Abstract

The article is devoted to the study of the visual-plastic iconography of ancient philosophers in medieval Christian churches in Western and Eastern Europe, the Middle East, Greece and Russia. For the first time in Russian and European scientific literature, the author gives such a complete and detailed overview of all Christian churches (including little-known ones) and temples that have visual-pictorial and sculptural-plastic images of “Hellenic sages”, which in the Middle Ages included not only ancient philosophers, but also poets, writers, historians and sibyls. Based on his many years of research, travel, study of many domestic and foreign sources on this topic, the author presents a large-scale and multicolored picture of the amazing Christian (primarily Orthodox) tradition of understanding the ancient sages as prophets of Christ and his teachings, drawing attention to many of its interesting features.
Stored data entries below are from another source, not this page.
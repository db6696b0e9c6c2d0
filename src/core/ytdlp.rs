//! yt-dlp integration
//!
//! yt-dlp is driven as a child process: metadata comes back as one JSON
//! document on stdout, and downloads report progress through a custom
//! progress template that prints each progress dict as a JSON line.

use crate::core::options::YtdlpOptions;
use crate::error::{Result, YtdlError};
use crate::types::ProgressEvent;
use serde_json::Value;
use std::collections::VecDeque;
use std::ffi::OsString;
use std::io;
use std::path::PathBuf;
use std::process::Stdio;
use tokio::io::{AsyncBufReadExt, BufReader};
use tokio::process::Command;

/// Prefix that marks our progress lines among yt-dlp's own output
pub const PROGRESS_MARKER: &str = "[ytdl-helper]";
const STDERR_TAIL_LINES: usize = 20;

/// The extraction library, as seen by the rest of the crate
#[allow(async_fn_in_trait)]
pub trait Extractor {
    /// Metadata for `url` without downloading; `None` when nothing was extracted
    async fn extract_info(&self, url: &str) -> Result<Option<Value>>;

    /// Download `url`, reporting every progress event to `on_progress`
    async fn download(
        &self,
        url: &str,
        options: &YtdlpOptions,
        on_progress: &mut dyn FnMut(&ProgressEvent),
    ) -> Result<()>;
}

/// yt-dlp executable wrapper
#[derive(Debug, Clone)]
pub struct YtDlp {
    program: PathBuf,
    /// Arguments placed before everything else, e.g. `-m yt_dlp` for a Python launcher
    base_args: Vec<OsString>,
}

impl YtDlp {
    pub fn new(program: impl Into<PathBuf>) -> Self {
        Self {
            program: program.into(),
            base_args: Vec::new(),
        }
    }

    pub fn arg(mut self, arg: impl Into<OsString>) -> Self {
        self.base_args.push(arg.into());
        self
    }

    fn command(&self) -> Command {
        let mut cmd = Command::new(&self.program);
        cmd.args(&self.base_args)
            .stdin(Stdio::null())
            .kill_on_drop(true);
        cmd
    }

    fn spawn_error(&self, err: io::Error) -> YtdlError {
        if err.kind() == io::ErrorKind::NotFound {
            YtdlError::MissingDependency(self.program.display().to_string())
        } else {
            YtdlError::Spawn(format!("Failed to start {}: {}", self.program.display(), err))
        }
    }

    /// Installed yt-dlp version string
    pub async fn version(&self) -> Result<String> {
        let output = self
            .command()
            .arg("--version")
            .output()
            .await
            .map_err(|e| self.spawn_error(e))?;

        if !output.status.success() {
            return Err(YtdlError::Spawn(format!(
                "{} --version exited with code: {:?}",
                self.program.display(),
                output.status.code()
            )));
        }
        Ok(String::from_utf8_lossy(&output.stdout).trim().to_string())
    }
}

impl Extractor for YtDlp {
    async fn extract_info(&self, url: &str) -> Result<Option<Value>> {
        tracing::debug!(url, "Fetching metadata with yt-dlp");

        let output = self
            .command()
            .args(["--dump-single-json", "--flat-playlist", "--no-warnings", "--", url])
            .output()
            .await
            .map_err(|e| self.spawn_error(e))?;

        if !output.status.success() {
            let stderr = String::from_utf8_lossy(&output.stderr);
            return Err(YtdlError::Extraction(error_summary(stderr.lines())));
        }

        let stdout = String::from_utf8_lossy(&output.stdout);
        let body = stdout.trim();
        if body.is_empty() || body == "null" {
            return Ok(None);
        }

        let info: Value = serde_json::from_str(body)?;
        Ok(Some(info).filter(|v| !v.is_null()))
    }

    async fn download(
        &self,
        url: &str,
        options: &YtdlpOptions,
        on_progress: &mut dyn FnMut(&ProgressEvent),
    ) -> Result<()> {
        let mut args = options.to_args();
        args.extend([
            "--newline".into(),
            "--progress".into(),
            "--progress-template".into(),
            progress_template(),
            "--print".into(),
            moved_template(),
            "--".into(),
            url.into(),
        ]);
        tracing::debug!(?args, "Running yt-dlp");

        let mut child = self
            .command()
            .args(&args)
            .stdout(Stdio::piped())
            .stderr(Stdio::piped())
            .spawn()
            .map_err(|e| self.spawn_error(e))?;

        let stdout = child
            .stdout
            .take()
            .ok_or_else(|| YtdlError::Spawn("yt-dlp stdout unavailable".into()))?;
        let stderr = child
            .stderr
            .take()
            .ok_or_else(|| YtdlError::Spawn("yt-dlp stderr unavailable".into()))?;

        // raw segments: yt-dlp may echo titles that are not valid UTF-8
        let mut out_lines = BufReader::new(stdout).split(b'\n');
        let mut err_lines = BufReader::new(stderr).split(b'\n');
        let mut stderr_tail: VecDeque<String> = VecDeque::with_capacity(STDERR_TAIL_LINES);
        let (mut out_open, mut err_open) = (true, true);

        // yt-dlp writes progress to stderr in quiet mode, so watch both streams
        while out_open || err_open {
            tokio::select! {
                line = out_lines.next_segment(), if out_open => match line? {
                    Some(raw) => {
                        let line = decode_line(&raw);
                        if !dispatch_progress(&line, on_progress) {
                            tracing::debug!(target: "yt-dlp", "{}", line);
                        }
                    }
                    None => out_open = false,
                },
                line = err_lines.next_segment(), if err_open => match line? {
                    Some(raw) => {
                        let line = decode_line(&raw);
                        if !dispatch_progress(&line, on_progress) {
                            tracing::debug!(target: "yt-dlp", "{}", line);
                            if stderr_tail.len() == STDERR_TAIL_LINES {
                                stderr_tail.pop_front();
                            }
                            stderr_tail.push_back(line);
                        }
                    }
                    None => err_open = false,
                },
            }
        }

        let status = child.wait().await?;
        if !status.success() {
            return Err(YtdlError::Extraction(format!(
                "yt-dlp exited with code {}: {}",
                status.code().map_or_else(|| "?".into(), |c| c.to_string()),
                error_summary(stderr_tail.iter().map(String::as_str))
            )));
        }

        Ok(())
    }
}

fn progress_template() -> String {
    format!("download:{} %(info.playlist_index)s %(progress)j", PROGRESS_MARKER)
}

/// Printed once per file after post-processing and moving
fn moved_template() -> String {
    format!(
        r#"after_move:{} %(playlist_index)s {{"status":"moved","filename":%(filepath)j}}"#,
        PROGRESS_MARKER
    )
}

fn decode_line(raw: &[u8]) -> String {
    let line = String::from_utf8_lossy(raw);
    line.strip_suffix('\r').unwrap_or(&line).to_string()
}

fn dispatch_progress(line: &str, on_progress: &mut dyn FnMut(&ProgressEvent)) -> bool {
    match parse_progress_line(line) {
        Some(event) => {
            on_progress(&event);
            true
        }
        None => false,
    }
}

/// Parse one line printed through [`progress_template`]
pub fn parse_progress_line(line: &str) -> Option<ProgressEvent> {
    let rest = line.trim().strip_prefix(PROGRESS_MARKER)?.trim_start();
    let (index, json) = rest.split_once(' ')?;

    let mut event: ProgressEvent = serde_json::from_str(json).ok()?;
    event.playlist_index = index.parse().ok();
    Some(event)
}

/// Most useful line of yt-dlp's stderr: the last `ERROR:` line, else the last line
fn error_summary<'a>(lines: impl Iterator<Item = &'a str>) -> String {
    let lines: Vec<&str> = lines.map(str::trim).filter(|l| !l.is_empty()).collect();
    lines
        .iter()
        .rev()
        .find_map(|l| l.strip_prefix("ERROR:"))
        .or_else(|| lines.last().copied())
        .map(|l| l.trim().to_string())
        .unwrap_or_else(|| "no error output".into())
}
This tradition finds expression both in texts and in the narthex, galleries, refectory, outer walls and even in the iconostasis of churches, visual images of the “Hellenic sages”, most often part of the iconography of the “Tree of Jesse”. Along the way, the problems of visual identification of such images, the features of their appearance, clothing, accompanying sayings, etc. are touched upon. Revealing in this way the potential of the visual dialogue between antiquity and Christianity in the Middle Ages, the author strives to present in a new light the reception of ancient Greek philosophers, which is valuable for modern thought both in the aesthetic and historical-philosophical context.